Cougar tight ends coach Steve Clark said he knows Holker is going to be pushing himself now that he is back with the team.

“We have to be so careful with returned missionaries,” Clark said. “We did a study and most of those who came back in recent history have gotten injured. How much of that came from just playing football and how much was the coming back? It’s probably some of each but guys are different. Dallin is the type of kid you have to pull the reins back on. He will go but we have to think of his overall health.”

Holker laughed when asked about finding the right balance.

“It’s pretty tough because you want to work so hard but your legs are saying something different,” Holker said. “You don’t want to get hurt, so you have to listen to your body as much as you can and just be smart with it.”

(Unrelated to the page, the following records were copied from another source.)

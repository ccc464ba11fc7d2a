//! Schema Index and Field Resolver.
//!
//! The annotated schema is indexed once; every lookup derives a fresh
//! descriptor with the field's directives already interpreted.

mod descriptor;
mod index;

pub use descriptor::{ArgDescriptor, FieldDescriptor, FieldKind, QueryRootInfo};
pub use index::SchemaIndex;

Clark said his big-picture goal for his group is to see them take the next step.

“At first last year, they were adequate,” Clark said. “Then they were good. I want to see them be great. I want to see them be consistently great and I want to see them to it against elite opponents. I want that test.”

The unit plans to be a part of building off of what the team accomplished in 2020.

“It’s fun,” Isaac Rex said. “People are invested in BYU football now. It is on the rise. We are doing some many great activities. People want to be around BYU football and want to watch us. We are a team that wants to stay relevant. We want to be a good overall team.”